(Saved data entries)
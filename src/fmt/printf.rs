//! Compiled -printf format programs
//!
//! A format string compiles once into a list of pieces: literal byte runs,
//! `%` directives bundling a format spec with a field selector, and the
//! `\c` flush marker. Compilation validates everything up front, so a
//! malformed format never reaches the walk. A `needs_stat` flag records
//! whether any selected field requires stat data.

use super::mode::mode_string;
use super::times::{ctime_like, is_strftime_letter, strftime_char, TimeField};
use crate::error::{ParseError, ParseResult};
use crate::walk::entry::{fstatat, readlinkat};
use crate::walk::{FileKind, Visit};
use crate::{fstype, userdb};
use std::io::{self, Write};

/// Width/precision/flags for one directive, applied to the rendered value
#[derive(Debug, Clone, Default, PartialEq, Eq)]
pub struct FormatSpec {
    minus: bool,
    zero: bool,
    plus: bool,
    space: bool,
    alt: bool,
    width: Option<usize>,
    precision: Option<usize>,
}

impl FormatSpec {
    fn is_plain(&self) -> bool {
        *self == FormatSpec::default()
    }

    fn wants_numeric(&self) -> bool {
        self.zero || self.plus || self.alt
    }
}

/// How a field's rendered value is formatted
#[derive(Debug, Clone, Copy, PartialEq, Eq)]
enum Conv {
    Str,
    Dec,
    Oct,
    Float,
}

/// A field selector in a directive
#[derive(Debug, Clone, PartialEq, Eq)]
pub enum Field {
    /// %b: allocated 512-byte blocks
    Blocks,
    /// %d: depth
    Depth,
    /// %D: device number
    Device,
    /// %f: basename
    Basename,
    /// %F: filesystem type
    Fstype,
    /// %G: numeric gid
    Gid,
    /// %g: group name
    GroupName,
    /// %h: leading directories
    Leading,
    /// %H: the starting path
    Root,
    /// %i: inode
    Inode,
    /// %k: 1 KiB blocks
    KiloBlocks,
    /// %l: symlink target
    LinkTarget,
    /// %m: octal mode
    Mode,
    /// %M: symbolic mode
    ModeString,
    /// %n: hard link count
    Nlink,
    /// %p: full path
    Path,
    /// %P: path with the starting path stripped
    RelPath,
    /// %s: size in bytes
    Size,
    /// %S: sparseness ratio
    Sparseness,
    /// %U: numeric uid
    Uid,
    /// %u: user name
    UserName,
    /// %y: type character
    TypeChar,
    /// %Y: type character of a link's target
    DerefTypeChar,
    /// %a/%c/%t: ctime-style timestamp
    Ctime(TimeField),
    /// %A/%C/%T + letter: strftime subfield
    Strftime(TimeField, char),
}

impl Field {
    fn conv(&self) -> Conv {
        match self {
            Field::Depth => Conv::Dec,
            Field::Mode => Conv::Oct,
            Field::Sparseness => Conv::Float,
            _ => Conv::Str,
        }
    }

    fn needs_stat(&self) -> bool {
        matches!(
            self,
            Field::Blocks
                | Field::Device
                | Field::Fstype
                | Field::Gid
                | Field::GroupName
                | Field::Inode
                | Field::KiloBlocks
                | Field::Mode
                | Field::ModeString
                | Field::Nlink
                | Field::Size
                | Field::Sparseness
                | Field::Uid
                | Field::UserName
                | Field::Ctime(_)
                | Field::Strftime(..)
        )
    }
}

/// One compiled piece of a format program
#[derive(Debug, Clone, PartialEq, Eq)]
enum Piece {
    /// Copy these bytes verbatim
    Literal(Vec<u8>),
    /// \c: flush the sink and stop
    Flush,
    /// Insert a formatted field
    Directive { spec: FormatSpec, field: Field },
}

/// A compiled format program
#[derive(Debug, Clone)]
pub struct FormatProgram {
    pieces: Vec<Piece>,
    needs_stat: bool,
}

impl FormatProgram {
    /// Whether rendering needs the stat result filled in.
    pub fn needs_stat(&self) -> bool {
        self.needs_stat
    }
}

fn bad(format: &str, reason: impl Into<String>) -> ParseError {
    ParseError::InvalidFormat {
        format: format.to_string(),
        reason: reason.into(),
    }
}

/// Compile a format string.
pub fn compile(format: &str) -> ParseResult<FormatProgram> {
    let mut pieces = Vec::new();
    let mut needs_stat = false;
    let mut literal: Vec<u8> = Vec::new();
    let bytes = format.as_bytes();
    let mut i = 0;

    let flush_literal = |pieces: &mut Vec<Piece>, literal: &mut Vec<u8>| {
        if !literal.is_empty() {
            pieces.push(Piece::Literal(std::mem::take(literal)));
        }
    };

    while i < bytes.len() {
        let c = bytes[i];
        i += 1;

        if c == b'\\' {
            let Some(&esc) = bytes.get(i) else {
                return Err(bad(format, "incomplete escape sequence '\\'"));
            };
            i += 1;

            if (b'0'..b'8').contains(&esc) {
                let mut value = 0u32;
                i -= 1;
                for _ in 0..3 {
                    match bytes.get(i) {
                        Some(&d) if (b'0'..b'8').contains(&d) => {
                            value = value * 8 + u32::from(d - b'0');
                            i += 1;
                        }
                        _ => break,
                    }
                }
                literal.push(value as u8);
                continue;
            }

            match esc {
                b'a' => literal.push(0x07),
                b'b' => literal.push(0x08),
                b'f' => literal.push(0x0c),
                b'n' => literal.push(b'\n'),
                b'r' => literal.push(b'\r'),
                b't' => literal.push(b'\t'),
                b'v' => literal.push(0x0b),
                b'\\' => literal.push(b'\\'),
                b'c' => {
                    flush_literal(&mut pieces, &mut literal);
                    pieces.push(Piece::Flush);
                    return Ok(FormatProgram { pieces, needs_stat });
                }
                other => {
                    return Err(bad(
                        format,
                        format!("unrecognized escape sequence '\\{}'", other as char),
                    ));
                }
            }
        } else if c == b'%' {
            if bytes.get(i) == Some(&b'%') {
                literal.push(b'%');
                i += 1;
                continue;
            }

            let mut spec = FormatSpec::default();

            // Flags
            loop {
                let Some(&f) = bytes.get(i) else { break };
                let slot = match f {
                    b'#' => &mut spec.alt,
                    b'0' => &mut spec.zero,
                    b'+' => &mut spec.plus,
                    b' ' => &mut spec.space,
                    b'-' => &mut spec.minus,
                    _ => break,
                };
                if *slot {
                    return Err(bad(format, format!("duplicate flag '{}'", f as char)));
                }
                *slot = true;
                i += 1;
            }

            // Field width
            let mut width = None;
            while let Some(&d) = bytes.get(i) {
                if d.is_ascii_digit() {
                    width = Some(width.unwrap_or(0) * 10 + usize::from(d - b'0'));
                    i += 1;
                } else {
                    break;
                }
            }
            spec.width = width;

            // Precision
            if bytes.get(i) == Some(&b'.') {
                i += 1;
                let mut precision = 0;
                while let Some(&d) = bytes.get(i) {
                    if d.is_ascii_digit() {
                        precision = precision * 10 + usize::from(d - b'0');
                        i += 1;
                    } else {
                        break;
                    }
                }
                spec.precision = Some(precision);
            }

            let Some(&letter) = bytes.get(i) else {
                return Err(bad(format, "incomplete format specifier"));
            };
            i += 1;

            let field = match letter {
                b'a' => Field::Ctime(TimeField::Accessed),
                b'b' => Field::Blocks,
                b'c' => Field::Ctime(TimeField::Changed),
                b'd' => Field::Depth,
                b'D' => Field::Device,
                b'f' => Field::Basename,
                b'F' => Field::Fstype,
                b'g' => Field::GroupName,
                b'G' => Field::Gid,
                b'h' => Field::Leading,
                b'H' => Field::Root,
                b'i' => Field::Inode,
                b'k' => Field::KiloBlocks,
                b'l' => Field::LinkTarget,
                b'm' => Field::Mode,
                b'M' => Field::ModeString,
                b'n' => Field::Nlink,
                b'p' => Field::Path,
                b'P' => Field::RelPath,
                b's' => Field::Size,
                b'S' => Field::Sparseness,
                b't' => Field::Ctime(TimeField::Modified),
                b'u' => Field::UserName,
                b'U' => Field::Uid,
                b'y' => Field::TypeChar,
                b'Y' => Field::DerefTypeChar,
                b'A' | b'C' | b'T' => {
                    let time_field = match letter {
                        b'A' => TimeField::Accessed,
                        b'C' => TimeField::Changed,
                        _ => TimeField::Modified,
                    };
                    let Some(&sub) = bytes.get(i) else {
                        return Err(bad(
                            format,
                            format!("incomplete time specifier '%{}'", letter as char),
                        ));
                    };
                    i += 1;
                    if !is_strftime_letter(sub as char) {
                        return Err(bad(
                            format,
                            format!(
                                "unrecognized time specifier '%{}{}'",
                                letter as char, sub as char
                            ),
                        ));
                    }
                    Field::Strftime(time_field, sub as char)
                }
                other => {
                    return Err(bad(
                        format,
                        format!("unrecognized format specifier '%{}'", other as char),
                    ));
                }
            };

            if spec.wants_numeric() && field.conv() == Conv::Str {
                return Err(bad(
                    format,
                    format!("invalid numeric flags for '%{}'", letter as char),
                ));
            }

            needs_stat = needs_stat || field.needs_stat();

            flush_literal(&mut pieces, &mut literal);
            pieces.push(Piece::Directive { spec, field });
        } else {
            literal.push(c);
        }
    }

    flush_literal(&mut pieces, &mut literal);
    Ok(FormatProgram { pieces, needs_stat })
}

• [Exercise requirements]: How many of the lines in the records include the string "from"? Reply with the number alone.

• [Exercise output]: 3